So I have finally decided to sit down and update everyone on where I am and what I am up to. I am in the International Development Program at the University of Toronto and as part of my co-op component I will be spending the next 8 months in Madurai, India. I am working for the Madurai Non-Formal Education Centre (MNEC) which is supported by Presbyterian World Services and Development (PWS&D). MNEC is a social development organization that aims to address the needs of urban slum dwellers in Madurai. The organization has a rather broad scope within development with programs focusing on economic independence and sustainability (especially for Women)and social awareness and empowerment of the urban poor. Currently one of the main focus of the organization is the Self Help Groups (SHG's) that comprise mainly of women from the 30 slums undertaken by MNEC.
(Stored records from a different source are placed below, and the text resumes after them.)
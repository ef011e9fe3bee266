//! The info table: singleton rows for the local replica, the global ack
//! watermark, and the stored schema.

use crate::clock::{ReplicaId, Timestamp};
use serde::{Deserialize, Serialize};

/// The durable identity and sync bookkeeping of this replica.
#[derive(Debug, Clone, PartialEq, Serialize, Deserialize)]
pub struct LocalReplicaInfo {
    /// This replica's durable id.
    pub id: ReplicaId,
    /// The highest timestamp this replica has acknowledged.
    pub acked_logical_time: Option<Timestamp>,
    /// The highest timestamp ever received from the server. Absent until the
    /// first sync; its absence is what licenses autonomous rebasing.
    pub last_synced_logical_time: Option<Timestamp>,
}

impl LocalReplicaInfo {
    pub fn new(id: ReplicaId) -> Self {
        Self {
            id,
            acked_logical_time: None,
            last_synced_logical_time: None,
        }
    }

    /// True if this replica has never heard from a server.
    pub fn has_never_synced(&self) -> bool {
        self.last_synced_logical_time.is_none()
    }
}

/// The schema as persisted: an integer version plus the shape it described.
///
/// The shape is opaque to this layer; it is stored verbatim so that
/// [`same-version drift`](crate::metadata::Metadata::update_schema) can be
/// detected by plain comparison.
#[derive(Debug, Clone, PartialEq, Serialize, Deserialize)]
pub struct Schema {
    pub version: u32,
    pub definition: serde_json::Value,
}

impl Schema {
    pub fn new(version: u32, definition: serde_json::Value) -> Self {
        Self {
            version,
            definition,
        }
    }
}

/// Singleton rows of local state.
#[derive(Debug)]
pub struct InfoStore {
    replica: LocalReplicaInfo,
    global_ack: Option<Timestamp>,
    schema: Option<Schema>,
}

impl InfoStore {
    pub fn new(replica_id: ReplicaId) -> Self {
        Self {
            replica: LocalReplicaInfo::new(replica_id),
            global_ack: None,
            schema: None,
        }
    }

    pub fn replica(&self) -> &LocalReplicaInfo {
        &self.replica
    }

    pub fn replace_replica(&mut self, replica: LocalReplicaInfo) {
        self.replica = replica;
    }

    /// Raises the acked watermark; acknowledgments never move backwards.
    pub fn raise_acked(&mut self, timestamp: &Timestamp) {
        if self.replica.acked_logical_time.as_ref() < Some(timestamp) {
            self.replica.acked_logical_time = Some(timestamp.clone());
        }
    }

    /// Records contact with the server at `timestamp`, monotonically.
    pub fn mark_synced(&mut self, timestamp: &Timestamp) {
        if self.replica.last_synced_logical_time.as_ref() < Some(timestamp) {
            self.replica.last_synced_logical_time = Some(timestamp.clone());
        }
    }

    pub fn global_ack(&self) -> Option<&Timestamp> {
        self.global_ack.as_ref()
    }

    pub fn set_global_ack(&mut self, timestamp: &Timestamp) {
        if self.global_ack.as_ref() < Some(timestamp) {
            self.global_ack = Some(timestamp.clone());
        }
    }

    pub fn schema(&self) -> Option<&Schema> {
        self.schema.as_ref()
    }

    pub fn set_schema(&mut self, schema: Schema) {
        self.schema = Some(schema);
    }

    /// Clears everything except the replica identity.
    pub fn reset(&mut self) {
        self.replica = LocalReplicaInfo::new(self.replica.id.clone());
        self.global_ack = None;
        self.schema = None;
    }
}
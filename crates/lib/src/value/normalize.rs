//! Decomposing document trees into flat normalized objects, and back.

use super::{Doc, DocList, DocMap, Snapshot, Value, ValueError};
use crate::oid::ObjectId;
use std::collections::{BTreeMap, HashSet};

/// Walks `value` and produces one shallow [`Snapshot`] per object or list in
/// the tree, keyed by id.
///
/// The root must already carry its identity (assign it with
/// [`Doc::assign_oid`]). Nested objects that lack one are stamped with a
/// key-path-derived sub-id of their parent — and keep it afterwards, so
/// normalizing the same tree twice yields the same ids. The parent slot that
/// held each nested object holds a [`Value::Ref`] in the parent's snapshot.
pub fn normalize(value: &mut Doc) -> Result<BTreeMap<ObjectId, Snapshot>, ValueError> {
    if value.is_scalar() {
        return Err(ValueError::ScalarRoot);
    }
    let root_oid = value.oid().cloned().ok_or(ValueError::MissingRootOid)?;

    let mut out = BTreeMap::new();
    walk(value, &root_oid, &mut out);
    Ok(out)
}

fn walk(node: &mut Doc, oid: &ObjectId, out: &mut BTreeMap<ObjectId, Snapshot>) {
    let snapshot = match node {
        Doc::Scalar(_) => unreachable!("walk is only called on objects"),
        Doc::Map(map) => {
            let mut slots = BTreeMap::new();
            for (key, child) in map.entries.iter_mut() {
                slots.insert(key.clone(), slot_value(child, oid, key, out));
            }
            Snapshot::Map(slots)
        }
        Doc::List(list) => {
            let mut slots = Vec::with_capacity(list.items.len());
            for (index, child) in list.items.iter_mut().enumerate() {
                slots.push(slot_value(child, oid, &index.to_string(), out));
            }
            Snapshot::List(slots)
        }
    };
    out.insert(oid.clone(), snapshot);
}

fn slot_value(
    child: &mut Doc,
    parent_oid: &ObjectId,
    segment: &str,
    out: &mut BTreeMap<ObjectId, Snapshot>,
) -> Value {
    match child {
        Doc::Scalar(s) => Value::Scalar(s.clone()),
        _ => {
            let child_oid = child
                .oid()
                .cloned()
                .unwrap_or_else(|| parent_oid.child(segment));
            child.assign_oid(child_oid.clone());
            walk(child, &child_oid, out);
            Value::Ref(child_oid)
        }
    }
}

/// Re-materializes the document rooted at `root` from a snapshot map,
/// replacing every reference by the object it names and stamping each built
/// node with its id.
///
/// Returns the tree together with the list of ids that were referenced while
/// building it (the reachable set under `root`, excluding `root` itself). A
/// reference with no entry in `objects` is fatal: it means the persisted
/// state is corrupt.
pub fn substitute_refs(
    root: &ObjectId,
    objects: &BTreeMap<ObjectId, Snapshot>,
) -> Result<(Doc, Vec<ObjectId>), ValueError> {
    let mut referenced = Vec::new();
    let mut seen = HashSet::new();
    let mut on_path = HashSet::new();
    let doc = build(root, objects, &mut referenced, &mut seen, &mut on_path)?;
    Ok((doc, referenced))
}

fn build(
    oid: &ObjectId,
    objects: &BTreeMap<ObjectId, Snapshot>,
    referenced: &mut Vec<ObjectId>,
    seen: &mut HashSet<ObjectId>,
    on_path: &mut HashSet<ObjectId>,
) -> Result<Doc, ValueError> {
    let snapshot = objects.get(oid).ok_or_else(|| ValueError::MissingReference {
        oid: oid.clone(),
    })?;
    if !on_path.insert(oid.clone()) {
        return Err(ValueError::CircularReference { oid: oid.clone() });
    }

    let mut resolve = |value: &Value| -> Result<Doc, ValueError> {
        match value {
            Value::Scalar(s) => Ok(Doc::Scalar(s.clone())),
            Value::Ref(child) => {
                if seen.insert(child.clone()) {
                    referenced.push(child.clone());
                }
                build(child, objects, referenced, seen, on_path)
            }
        }
    };

    let doc = match snapshot {
        Snapshot::Map(slots) => {
            let mut map = DocMap::new();
            for (key, value) in slots {
                map.entries.insert(key.clone(), resolve(value)?);
            }
            map.oid = Some(oid.clone());
            Doc::Map(map)
        }
        Snapshot::List(slots) => {
            let mut list = DocList::new();
            for value in slots {
                list.items.push(resolve(value)?);
            }
            list.oid = Some(oid.clone());
            Doc::List(list)
        }
    };

    on_path.remove(oid);
    Ok(doc)
}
My role at MNEC involves the following responsibilities:
- Learn how programs are run and share insights with management based on my observations.
- Prepare project proposals for potential funding agencies.
- Engage in capacity building by teaching conversation English to the staff.
Madurai is situated on the banks of river
Vaigai and is the second largest city in Tamil Nadu. It is also one of the oldest cities in India with a rich history and culture. The city is built around the Meenakshi Temple complex and is laid out in the shape of a lotus (makes navigating around the city a death wish). The population of Madurai is quite diverse as much of India is. Hindus are the majority followed by Christians and Muslims. I have also heard there is also a small Buddhist population here. One of the first things that really hit me was the sheer amount of people everywhere. I live in a middle class neighborhood in a quieter part of town and yet the streets are alive at 5 in the morning as the vegetable vendors roll in their carts and women gather at the water tanks. The streets are mostly chaos no matter what time you venture out. Rush hour is every hour. Rules of the road are basically as such: fear is your worst enemy. It takes a special kind of strength and resolve to venture into Madurai's streets at the helm of a vehicle. Scooters, rickshaws, buses, cycles and cars weave in and
out of traffic as if its a choreographed dance. The first few days I was basically chauffeured around the city and only in the last 2 days have I been relying more on autos to get around. It is all very thrilling and liberating.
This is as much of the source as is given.